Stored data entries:
◇ ◇ ◇ ◇ ◇
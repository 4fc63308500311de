//! Per-entry runtime chunk.
//!
//! The runtime embeds only topology: the entry module, its initial chunk
//! names, the deferred-import chunk map and the public path. Hashed file
//! names are looked up at run time from the manifest global, so editing an
//! ordinary module never changes the runtime's bytes.

use serde_json::{Map, Value};

use super::{ChunkPlan, EntryPlan};
use crate::embed::chunk::{RUNTIME_JS, RuntimeVars};

fn strings<'a>(items: impl IntoIterator<Item = &'a String>) -> Value {
    Value::Array(items.into_iter().cloned().map(Value::String).collect())
}

/// JSON object literal the runtime template is parameterized with.
pub fn runtime_data(entry: &EntryPlan, plan: &ChunkPlan, public_path: &str) -> String {
    let lazy: Map<String, Value> = plan
        .async_chunks
        .iter()
        .map(|(root, names)| (root.to_string(), strings(names)))
        .collect();

    let mut data = Map::new();
    data.insert("entry".into(), Value::String(entry.module.to_string()));
    data.insert("initial".into(), strings(&entry.initial_chunks));
    data.insert("lazy".into(), Value::Object(lazy));
    data.insert("publicPath".into(), Value::String(public_path.to_string()));
    Value::Object(data).to_string()
}

pub fn render_runtime(entry: &EntryPlan, plan: &ChunkPlan, public_path: &str) -> Vec<u8> {
    let data = runtime_data(entry, plan, public_path);
    RUNTIME_JS.render(&RuntimeVars { data: &data }).into_bytes()
}

#[cfg(test)]
mod tests {
    use super::*;
    use crate::chunk::ChunkPlanner;
    use crate::graph::{Dependency, Module, ModuleGraph, ModuleId};
    use std::collections::BTreeMap;

    fn plan(main_source: &str) -> ChunkPlan {
        let graph = ModuleGraph::new(vec![
            Module::new("main.js", main_source).with_deps([Dependency::deferred("page.js")]),
            Module::new("page.js", "export default 1"),
        ])
        .unwrap();
        let entries = BTreeMap::from([("main".to_string(), ModuleId::new("main.js"))]);
        ChunkPlanner::new(&[]).plan(&graph, &entries).unwrap()
    }

    #[test]
    fn test_runtime_data_shape() {
        let plan = plan("");
        let data = runtime_data(&plan.entrypoints["main"], &plan, "/static/");
        assert_eq!(
            data,
            r#"{"entry":"main.js","initial":["main"],"lazy":{"page.js":["page_js"]},"publicPath":"/static/"}"#
        );
    }

    #[test]
    fn test_runtime_independent_of_module_content() {
        let a = plan("console.log(1)");
        let b = plan("console.log(2)");
        assert_eq!(
            render_runtime(&a.entrypoints["main"], &a, "/"),
            render_runtime(&b.entrypoints["main"], &b, "/")
        );
    }
}
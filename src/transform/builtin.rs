//! Byte-level built-in transforms.
//!
//! Language-level transforms (transpilers, preprocessors) are plugins; these
//! only touch encoding details every text pipeline needs.

use super::{PluginError, Transform};

/// Returns the input unchanged.
#[derive(Debug, Clone, Copy)]
pub struct Passthrough;

impl Transform for Passthrough {
    fn apply(&self, input: &[u8]) -> Result<Vec<u8>, PluginError> {
        Ok(input.to_vec())
    }
}

/// Removes a leading UTF-8 byte order mark.
#[derive(Debug, Clone, Copy)]
pub struct StripBom;

const BOM: &[u8] = &[0xEF, 0xBB, 0xBF];

impl Transform for StripBom {
    fn apply(&self, input: &[u8]) -> Result<Vec<u8>, PluginError> {
        Ok(input.strip_prefix(BOM).unwrap_or(input).to_vec())
    }
}

/// Rewrites `\r\n` and lone `\r` to `\n`. Rejects non-UTF-8 input.
#[derive(Debug, Clone, Copy)]
pub struct NormalizeEol;

impl Transform for NormalizeEol {
    fn apply(&self, input: &[u8]) -> Result<Vec<u8>, PluginError> {
        let text = std::str::from_utf8(input)?;
        Ok(text.replace("\r\n", "\n").replace('\r', "\n").into_bytes())
    }
}

#[cfg(test)]
mod tests {
    use super::*;

    #[test]
    fn test_strip_bom() {
        assert_eq!(StripBom.apply(b"\xEF\xBB\xBFbody{}").unwrap(), b"body{}");
        assert_eq!(StripBom.apply(b"body{}").unwrap(), b"body{}");
    }

    #[test]
    fn test_normalize_eol() {
        assert_eq!(NormalizeEol.apply(b"a\r\nb\rc\n").unwrap(), b"a\nb\nc\n");
        assert!(NormalizeEol.apply(&[0xff, 0xfe]).is_err());
    }

    #[test]
    fn test_passthrough() {
        assert_eq!(Passthrough.apply(b"x").unwrap(), b"x");
    }
}
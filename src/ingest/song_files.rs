//! Song catalog loading: one song-metadata file at a time into the
//! `artists` and `songs` dimensions.

use super::models::SongFileRecord;
use super::PipelineStats;
use crate::mart_store::{Artist, MartStore, Song};
use anyhow::{Context, Result};
use std::path::Path;
use tracing::warn;

/// Parse a song-metadata file. The corpus stores one JSON object per file;
/// the newline-delimited single-record form is accepted too.
pub fn parse_song_file(path: &Path) -> Result<SongFileRecord> {
    let content = std::fs::read_to_string(path)
        .with_context(|| format!("could not read {}", path.display()))?;
    if let Ok(record) = serde_json::from_str(&content) {
        return Ok(record);
    }
    // Newline-delimited form: the first non-empty line is the record
    let first_record = content
        .lines()
        .find(|line| !line.trim().is_empty())
        .unwrap_or(&content);
    serde_json::from_str(first_record)
        .with_context(|| format!("could not parse JSON content of {}", path.display()))
}

/// Load one song file: artist row first, then the song row referencing it.
///
/// A parse failure skips the file; a write failure on either row skips the
/// rest of the file. Both are logged and counted, neither aborts the run.
pub fn process_song_file(store: &dyn MartStore, path: &Path, stats: &mut PipelineStats) {
    let record = match parse_song_file(path) {
        Ok(record) => record,
        Err(e) => {
            warn!("Skipping song file: {e:#}");
            stats.parse_errors += 1;
            return;
        }
    };

    let artist = Artist {
        artist_id: record.artist_id.clone(),
        name: record.artist_name,
        location: record.artist_location.filter(|l| !l.is_empty()),
        latitude: record.artist_latitude,
        longitude: record.artist_longitude,
    };
    if let Err(e) = store.insert_artist(&artist) {
        warn!("Could not insert artist {}: {e}", artist.artist_id);
        stats.write_errors += 1;
        return;
    }
    stats.artists_loaded += 1;

    let song = Song {
        song_id: record.song_id,
        title: record.title,
        artist_id: record.artist_id,
        year: record.year,
        duration: record.duration,
    };
    if let Err(e) = store.insert_song(&song) {
        warn!("Could not insert song {}: {e}", song.song_id);
        stats.write_errors += 1;
        return;
    }
    stats.songs_loaded += 1;
}

#[cfg(test)]
mod tests {
    use super::*;
    use crate::mart_store::SqliteMartStore;
    use tempfile::TempDir;

    fn song_json() -> &'static str {
        r#"{"num_songs": 1, "artist_id": "AR1", "artist_latitude": null,
            "artist_longitude": null, "artist_location": "Rome, IT",
            "artist_name": "X", "song_id": "S1", "title": "Y",
            "duration": 200.0, "year": 2000}"#
    }

    #[test]
    fn test_process_song_file_loads_artist_then_song() {
        let dir = TempDir::new().unwrap();
        let store = SqliteMartStore::create(dir.path().join("mart.db")).unwrap();
        let song_path = dir.path().join("song.json");
        std::fs::write(&song_path, song_json()).unwrap();

        let mut stats = PipelineStats::default();
        process_song_file(&store, &song_path, &mut stats);

        assert_eq!(stats.artists_loaded, 1);
        assert_eq!(stats.songs_loaded, 1);
        assert_eq!(stats.parse_errors, 0);
        assert_eq!(stats.write_errors, 0);

        use crate::mart_store::MartStore as _;
        let counts = store.counts().unwrap();
        assert_eq!(counts.artists, 1);
        assert_eq!(counts.songs, 1);
        assert!(store.resolve_song_ref("X", "Y", 200.0).unwrap().is_some());
    }

    #[test]
    fn test_malformed_song_file_is_skipped() {
        let dir = TempDir::new().unwrap();
        let store = SqliteMartStore::create(dir.path().join("mart.db")).unwrap();
        let song_path = dir.path().join("song.json");
        std::fs::write(&song_path, "{not json").unwrap();

        let mut stats = PipelineStats::default();
        process_song_file(&store, &song_path, &mut stats);

        assert_eq!(stats.parse_errors, 1);
        assert_eq!(stats.songs_loaded, 0);
    }

    #[test]
    fn test_reload_is_idempotent() {
        let dir = TempDir::new().unwrap();
        let store = SqliteMartStore::create(dir.path().join("mart.db")).unwrap();
        let song_path = dir.path().join("song.json");
        std::fs::write(&song_path, song_json()).unwrap();

        let mut stats = PipelineStats::default();
        process_song_file(&store, &song_path, &mut stats);
        process_song_file(&store, &song_path, &mut stats);

        use crate::mart_store::MartStore as _;
        let counts = store.counts().unwrap();
        assert_eq!(counts.artists, 1);
        assert_eq!(counts.songs, 1);
    }
}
◇ ◇ ◇ ◇ ◇
• _Work required_
Collect every line above that contains the word "only".

• _Exercise solution_
//! The runtime embeds only topology: the entry module, its initial chunk
//! only touch encoding details every text pipeline needs.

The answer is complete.